▶ WHAT YOU ARE ASKED TO DO: Only the lines below starting at the one containing "The time-domain buffer" and ending at the one containing "Largest magnitude among" belong in the answer, each copied exactly.

------------------------------------------------

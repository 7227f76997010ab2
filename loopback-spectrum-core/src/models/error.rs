use thiserror::Error;

/// Errors raised by the loopback capture session and its backends.
///
/// Handshake errors are fatal to a single `start()` call and leave the
/// session fully released. Packet errors are transient: the drain that hit
/// them skips the packet and keeps going.
#[derive(Debug, Error, Clone, PartialEq, Eq)]
pub enum CaptureError {
    #[error("threading runtime initialization failed: {0}")]
    RuntimeInitFailed(String),

    #[error("device not available")]
    DeviceNotAvailable,

    #[error("client activation failed: {0}")]
    ActivationFailed(String),

    #[error("mix format unavailable: {0}")]
    FormatUnavailable(String),

    #[error("unsupported stream format: {0}")]
    UnsupportedFormat(String),

    #[error("loopback initialization failed: {0}")]
    InitializeFailed(String),

    #[error("capture service unavailable: {0}")]
    ServiceUnavailable(String),

    #[error("stream start failed: {0}")]
    StreamStartFailed(String),

    #[error("packet read failed: {0}")]
    PacketReadFailed(String),

    #[error("packet release failed: {0}")]
    PacketReleaseFailed(String),

    #[error("frame buffer could not grow to {requested} bytes")]
    BufferGrowthFailed { requested: usize },

    #[error("configuration failed: {0}")]
    ConfigurationFailed(String),
}

impl CaptureError {
    /// Whether the error only affects a single packet within a drain cycle.
    pub fn is_transient(&self) -> bool {
        matches!(
            self,
            Self::PacketReadFailed(_) | Self::PacketReleaseFailed(_) | Self::BufferGrowthFailed { .. }
        )
    }
}
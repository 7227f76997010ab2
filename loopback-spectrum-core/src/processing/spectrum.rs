use std::sync::Arc;

use rustfft::num_complex::Complex32;
use rustfft::{Fft, FftPlanner};

use crate::models::config::AnalysisConfiguration;
use crate::models::error::CaptureError;
use crate::processing::downmix::downmix_summed_into;
use crate::processing::gain::gain_db_to_linear;
use crate::traits::frame_source::{CapturedFrame, FrameSource};

/// Fixed-length time/frequency working set refreshed once per tick.
///
/// Both buffers and the FFT scratch space are allocated at construction and
/// reused in place; `update` does not allocate.
///
/// ```text
/// [FrameSource] → downmix (sum × gain) → time_domain ─FFT─→ frequency_domain
/// ```
pub struct SpectralFrame {
    fft: Arc<dyn Fft<f32>>,
    time_domain: Vec<f32>,
    frequency_domain: Vec<Complex32>,
    scratch: Vec<Complex32>,
    frame_count: usize,
    warned_undecodable: bool,
}

impl SpectralFrame {
    /// Spectral frame with the default 1024-sample transform.
    pub fn new() -> Self {
        Self::build(AnalysisConfiguration::default().transform_length)
    }

    pub fn with_config(config: &AnalysisConfiguration) -> Result<Self, CaptureError> {
        config.validate().map_err(CaptureError::ConfigurationFailed)?;
        Ok(Self::build(config.transform_length))
    }

    fn build(transform_length: usize) -> Self {
        let fft = FftPlanner::<f32>::new().plan_fft_forward(transform_length);
        let scratch = vec![Complex32::default(); fft.get_inplace_scratch_len()];
        Self {
            fft,
            time_domain: vec![0.0; transform_length],
            frequency_domain: vec![Complex32::default(); transform_length],
            scratch,
            frame_count: 0,
            warned_undecodable: false,
        }
    }

    /// Pull the newest frame from `source` and recompute both domains.
    ///
    /// Returns `false` when the source has nothing new; the previous
    /// buffers are then left exactly as they were.
    pub fn update<S: FrameSource + ?Sized>(&mut self, source: &mut S, gain_db: f32) -> bool {
        let Some(frame) = source.latest_frame() else {
            return false;
        };
        self.process(&frame, gain_db)
    }

    /// Downmix, gain-scale and transform one captured frame block.
    ///
    /// Frames beyond the transform length are ignored. When fewer frames
    /// arrive, the tail of the time domain is silence.
    pub fn process(&mut self, frame: &CapturedFrame<'_>, gain_db: f32) -> bool {
        if frame.frames == 0 {
            return false;
        }
        if !frame.format.is_decodable() {
            if !self.warned_undecodable {
                log::warn!("Cannot decode loopback format {:?}; spectrum disabled", frame.format);
                self.warned_undecodable = true;
            }
            return false;
        }

        let linear = gain_db_to_linear(gain_db);

        self.time_domain.fill(0.0);
        let written = downmix_summed_into(frame, linear, &mut self.time_domain);

        for (bin, &sample) in self.frequency_domain.iter_mut().zip(&self.time_domain) {
            *bin = Complex32::new(sample, 0.0);
        }
        self.fft.process_with_scratch(&mut self.frequency_domain, &mut self.scratch);

        self.frame_count = written;
        true
    }

    /// The time-domain buffer of the last successful update, or `None` if
    /// no update has succeeded yet.
    pub fn get(&self) -> Option<&[f32]> {
        if self.frame_count == 0 {
            return None;
        }
        Some(&self.time_domain)
    }

    /// Valid leading samples from the last successful update.
    pub fn frame_count(&self) -> usize {
        self.frame_count
    }

    pub fn transform_length(&self) -> usize {
        self.time_domain.len()
    }

    pub fn time_domain(&self) -> &[f32] {
        &self.time_domain
    }

    pub fn frequency_domain(&self) -> &[Complex32] {
        &self.frequency_domain
    }

    /// `sqrt(re² + im²)` of one bin; 0 for bins past the transform length.
    pub fn magnitude(&self, bin: usize) -> f32 {
        self.frequency_domain.get(bin).map_or(0.0, |c| magnitude(*c))
    }

    pub fn magnitudes(&self) -> impl Iterator<Item = f32> + '_ {
        self.frequency_domain.iter().map(|c| magnitude(*c))
    }

    /// Largest magnitude among the first `bins` bins.
    pub fn peak_magnitude(&self, bins: usize) -> f32 {
        self.magnitudes().take(bins).fold(0.0f32, f32::max)
    }
}

impl Default for SpectralFrame {
    fn default() -> Self {
        Self::new()
    }
}

#[inline]
fn magnitude(c: Complex32) -> f32 {
    (c.re * c.re + c.im * c.im).sqrt()
}
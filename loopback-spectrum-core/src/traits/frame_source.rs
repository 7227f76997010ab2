use crate::models::format::StreamFormat;

/// The newest captured frame block, borrowed from the capture session.
///
/// Valid only until the next call into the session, which may overwrite or
/// reallocate the underlying buffer.
#[derive(Debug, Clone, Copy)]
pub struct CapturedFrame<'a> {
    /// `frames * format.frame_stride()` bytes of interleaved samples.
    pub data: &'a [u8],
    pub frames: u32,
    pub format: StreamFormat,
}

impl CapturedFrame<'_> {
    pub fn channels(&self) -> u16 {
        self.format.channels
    }
}

/// Anything that can hand the analysis stage its latest frame block.
pub trait FrameSource {
    /// Drain pending audio and return the newest block, or `None` if
    /// nothing arrived since the last call.
    fn latest_frame(&mut self) -> Option<CapturedFrame<'_>>;

    /// Channel count of the active format, or 0 when nothing is active.
    fn channel_count(&self) -> u16;
}
//! # loopback-spectrum-core
//!
//! Platform-agnostic loopback capture and spectral analysis core.
//!
//! Polls the audio currently being rendered by the system, keeps the
//! largest packet of each tick in one reusable buffer, and turns it into a
//! fixed-length time-domain frame and its spectrum. Platform backends
//! (Windows WASAPI) implement the `LoopbackBackend` trait and plug into the
//! generic `CaptureSession`.
//!
//! ## Architecture
//!
//! ```text
//! loopback-spectrum-core (this crate)
//! ├── traits/       ← LoopbackBackend, PacketSource, NegotiatedFormat, FrameSource
//! ├── models/       ← CaptureError, CaptureState, StreamFormat, configuration, diagnostics
//! ├── processing/   ← gain conversion, channel downmix, SpectralFrame
//! └── session/      ← CaptureSession (handshake, drain, release)
//! ```
//!
//! Everything is driven from one thread, once per presentation tick:
//! ```ignore
//! let mut session = CaptureSession::new(backend);
//! session.start()?;
//! let mut spectrum = SpectralFrame::new();
//! loop {
//!     if spectrum.update(&mut session, gain_db) {
//!         draw(spectrum.get(), spectrum.magnitudes());
//!     }
//! }
//! ```

pub mod models;
pub mod processing;
pub mod session;
pub mod traits;

#[cfg(test)]
pub(crate) mod test_support;

// Re-export key types at crate root for convenience.
pub use models::config::{AnalysisConfiguration, CaptureConfiguration, GAIN_DB_MAX, GAIN_DB_MIN};
pub use models::diagnostics::CaptureDiagnostics;
pub use models::error::CaptureError;
pub use models::format::{SampleFormat, StreamFormat};
pub use models::state::CaptureState;
pub use processing::gain::gain_db_to_linear;
pub use processing::spectrum::SpectralFrame;
pub use session::loopback::CaptureSession;
pub use traits::frame_source::{CapturedFrame, FrameSource};
pub use traits::loopback_backend::{LoopbackBackend, NegotiatedFormat, Packet, PacketSource};
//! In-memory loopback backend that records acquisition and release order.

use std::cell::RefCell;
use std::collections::VecDeque;
use std::rc::Rc;

use crate::models::error::CaptureError;
use crate::models::format::StreamFormat;
use crate::traits::loopback_backend::{LoopbackBackend, NegotiatedFormat, Packet, PacketSource};

#[derive(Debug, Clone, Copy, PartialEq, Eq)]
pub enum Step {
    Runtime,
    Endpoint,
    Activate,
    MixFormat,
    Initialize,
    Service,
    Start,
}

#[derive(Debug, Default)]
pub struct Ledger {
    pub events: Vec<String>,
    pub live_handles: i32,
    pub runtime_depth: i32,
    /// Clients started and not yet stopped.
    pub running_streams: i32,
    pub released_frames: Vec<u32>,
    outstanding: Option<u32>,
    pub release_mismatch: bool,
}

impl Ledger {
    pub fn clear_events(&mut self) {
        self.events.clear();
    }
}

pub enum FakePacket {
    Data { frames: u32, bytes: Vec<u8> },
    Silent { frames: u32 },
    ReadError,
    /// Delivered normally, but handing it back fails.
    ReleaseError { frames: u32, bytes: Vec<u8> },
    /// The size query itself fails; consumed by that query.
    SizeError,
}

impl FakePacket {
    /// Interleaved f32 samples, `samples.len() / channels` frames.
    pub fn float(channels: usize, samples: &[f32]) -> Self {
        let bytes = samples.iter().flat_map(|s| s.to_le_bytes()).collect();
        Self::Data {
            frames: (samples.len() / channels) as u32,
            bytes,
        }
    }

    /// `frames` frames of `stride` bytes, every byte set to `fill`.
    pub fn filled(frames: u32, stride: usize, fill: u8) -> Self {
        Self::Data {
            frames,
            bytes: vec![fill; frames as usize * stride],
        }
    }
}

pub type SharedLedger = Rc<RefCell<Ledger>>;
pub type PacketQueue = Rc<RefCell<VecDeque<FakePacket>>>;

pub struct FakeBackend {
    pub ledger: SharedLedger,
    pub packets: PacketQueue,
    pub format: StreamFormat,
    pub fail_at: Option<Step>,
    pub owns_runtime: bool,
}

impl FakeBackend {
    pub fn new(format: StreamFormat) -> Self {
        Self {
            ledger: SharedLedger::default(),
            packets: PacketQueue::default(),
            format,
            fail_at: None,
            owns_runtime: true,
        }
    }

    pub fn stereo() -> Self {
        Self::new(StreamFormat::float32(2, 48000))
    }

    pub fn failing_at(mut self, step: Step) -> Self {
        self.fail_at = Some(step);
        self
    }

    fn check(&self, step: Step) -> Result<(), CaptureError> {
        if self.fail_at != Some(step) {
            return Ok(());
        }
        let reason = "injected".to_string();
        Err(match step {
            Step::Runtime => CaptureError::RuntimeInitFailed(reason),
            Step::Endpoint => CaptureError::DeviceNotAvailable,
            Step::Activate => CaptureError::ActivationFailed(reason),
            Step::MixFormat => CaptureError::FormatUnavailable(reason),
            Step::Initialize => CaptureError::InitializeFailed(reason),
            Step::Service => CaptureError::ServiceUnavailable(reason),
            Step::Start => CaptureError::StreamStartFailed(reason),
        })
    }

    fn event(&self, event: &str) {
        self.ledger.borrow_mut().events.push(event.to_string());
    }
}

pub struct FakeHandle {
    name: &'static str,
    ledger: SharedLedger,
}

impl FakeHandle {
    fn acquire(name: &'static str, ledger: &SharedLedger) -> Self {
        let mut l = ledger.borrow_mut();
        l.live_handles += 1;
        l.events.push(format!("acquire {}", name));
        Self {
            name,
            ledger: Rc::clone(ledger),
        }
    }
}

impl Drop for FakeHandle {
    fn drop(&mut self) {
        let mut l = self.ledger.borrow_mut();
        l.live_handles -= 1;
        l.events.push(format!("release {}", self.name));
    }
}

pub struct FakeClient {
    _handle: FakeHandle,
    pub running: bool,
}

pub struct FakeFormat {
    format: StreamFormat,
    _handle: FakeHandle,
}

impl NegotiatedFormat for FakeFormat {
    fn describe(&self) -> StreamFormat {
        self.format
    }
}

pub struct FakeCapture {
    _handle: FakeHandle,
    ledger: SharedLedger,
    packets: PacketQueue,
    current: Vec<u8>,
    fail_release: bool,
}

impl PacketSource for FakeCapture {
    fn next_packet_size(&mut self) -> Result<u32, CaptureError> {
        let mut packets = self.packets.borrow_mut();
        if matches!(packets.front(), Some(FakePacket::SizeError)) {
            packets.pop_front();
            return Err(CaptureError::PacketReadFailed("injected".into()));
        }
        Ok(match packets.front() {
            Some(FakePacket::Data { frames, .. })
            | Some(FakePacket::Silent { frames })
            | Some(FakePacket::ReleaseError { frames, .. }) => *frames,
            Some(FakePacket::ReadError) => 1,
            Some(FakePacket::SizeError) | None => 0,
        })
    }

    fn get_buffer(&mut self) -> Result<Packet<'_>, CaptureError> {
        if self.ledger.borrow().outstanding.is_some() {
            self.ledger.borrow_mut().release_mismatch = true;
        }
        let next = self.packets.borrow_mut().pop_front();
        self.fail_release = matches!(next, Some(FakePacket::ReleaseError { .. }));
        match next {
            Some(FakePacket::Data { frames, bytes }) | Some(FakePacket::ReleaseError { frames, bytes }) => {
                self.ledger.borrow_mut().outstanding = Some(frames);
                self.current = bytes;
                Ok(Packet {
                    data: &self.current,
                    frames,
                    silent: false,
                })
            }
            Some(FakePacket::Silent { frames }) => {
                self.ledger.borrow_mut().outstanding = Some(frames);
                Ok(Packet {
                    data: &[],
                    frames,
                    silent: true,
                })
            }
            Some(FakePacket::ReadError) => Err(CaptureError::PacketReadFailed("injected".into())),
            Some(FakePacket::SizeError) | None => Err(CaptureError::PacketReadFailed("ring empty".into())),
        }
    }

    fn release_buffer(&mut self, frames: u32) -> Result<(), CaptureError> {
        let mut l = self.ledger.borrow_mut();
        if l.outstanding.take() != Some(frames) {
            l.release_mismatch = true;
        }
        l.released_frames.push(frames);
        if std::mem::take(&mut self.fail_release) {
            return Err(CaptureError::PacketReleaseFailed("injected".into()));
        }
        Ok(())
    }
}

impl LoopbackBackend for FakeBackend {
    type Endpoint = FakeHandle;
    type Client = FakeClient;
    type Format = FakeFormat;
    type Capture = FakeCapture;

    fn initialize_runtime(&mut self) -> Result<bool, CaptureError> {
        self.check(Step::Runtime)?;
        if self.owns_runtime {
            self.ledger.borrow_mut().runtime_depth += 1;
        }
        self.event("init runtime");
        Ok(self.owns_runtime)
    }

    fn release_runtime(&mut self) {
        self.ledger.borrow_mut().runtime_depth -= 1;
        self.event("release runtime");
    }

    fn default_render_endpoint(&mut self) -> Result<FakeHandle, CaptureError> {
        self.check(Step::Endpoint)?;
        Ok(FakeHandle::acquire("endpoint", &self.ledger))
    }

    fn activate_client(&mut self, _endpoint: &FakeHandle) -> Result<FakeClient, CaptureError> {
        self.check(Step::Activate)?;
        Ok(FakeClient {
            _handle: FakeHandle::acquire("client", &self.ledger),
            running: false,
        })
    }

    fn mix_format(&mut self, _client: &FakeClient) -> Result<FakeFormat, CaptureError> {
        self.check(Step::MixFormat)?;
        Ok(FakeFormat {
            format: self.format,
            _handle: FakeHandle::acquire("format", &self.ledger),
        })
    }

    fn initialize_loopback(&mut self, _client: &mut FakeClient, _format: &FakeFormat) -> Result<(), CaptureError> {
        self.check(Step::Initialize)?;
        self.event("initialize loopback");
        Ok(())
    }

    fn capture_service(&mut self, _client: &FakeClient, _format: &FakeFormat) -> Result<FakeCapture, CaptureError> {
        self.check(Step::Service)?;
        Ok(FakeCapture {
            _handle: FakeHandle::acquire("capture", &self.ledger),
            ledger: Rc::clone(&self.ledger),
            packets: Rc::clone(&self.packets),
            current: Vec::new(),
            fail_release: false,
        })
    }

    fn start_stream(&mut self, client: &mut FakeClient) -> Result<(), CaptureError> {
        self.check(Step::Start)?;
        client.running = true;
        self.ledger.borrow_mut().running_streams += 1;
        self.event("start stream");
        Ok(())
    }

    fn stop_stream(&mut self, client: &mut FakeClient) {
        if std::mem::take(&mut client.running) {
            self.ledger.borrow_mut().running_streams -= 1;
        }
        self.event("stop stream");
    }
}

------------------------------------------------

▶ WORKED SOLUTION:
    /// The time-domain buffer of the last successful update, or `None` if
    /// no update has succeeded yet.
    pub fn get(&self) -> Option<&[f32]> {
        if self.frame_count == 0 {
            return None;
        }
        Some(&self.time_domain)
    }

    /// Valid leading samples from the last successful update.
    pub fn frame_count(&self) -> usize {
        self.frame_count
    }

    pub fn transform_length(&self) -> usize {
        self.time_domain.len()
    }

    pub fn time_domain(&self) -> &[f32] {
        &self.time_domain
    }

    pub fn frequency_domain(&self) -> &[Complex32] {
        &self.frequency_domain
    }

    /// `sqrt(re² + im²)` of one bin; 0 for bins past the transform length.
    pub fn magnitude(&self, bin: usize) -> f32 {
        self.frequency_domain.get(bin).map_or(0.0, |c| magnitude(*c))
    }

    pub fn magnitudes(&self) -> impl Iterator<Item = f32> + '_ {
        self.frequency_domain.iter().map(|c| magnitude(*c))
    }

    /// Largest magnitude among the first `bins` bins.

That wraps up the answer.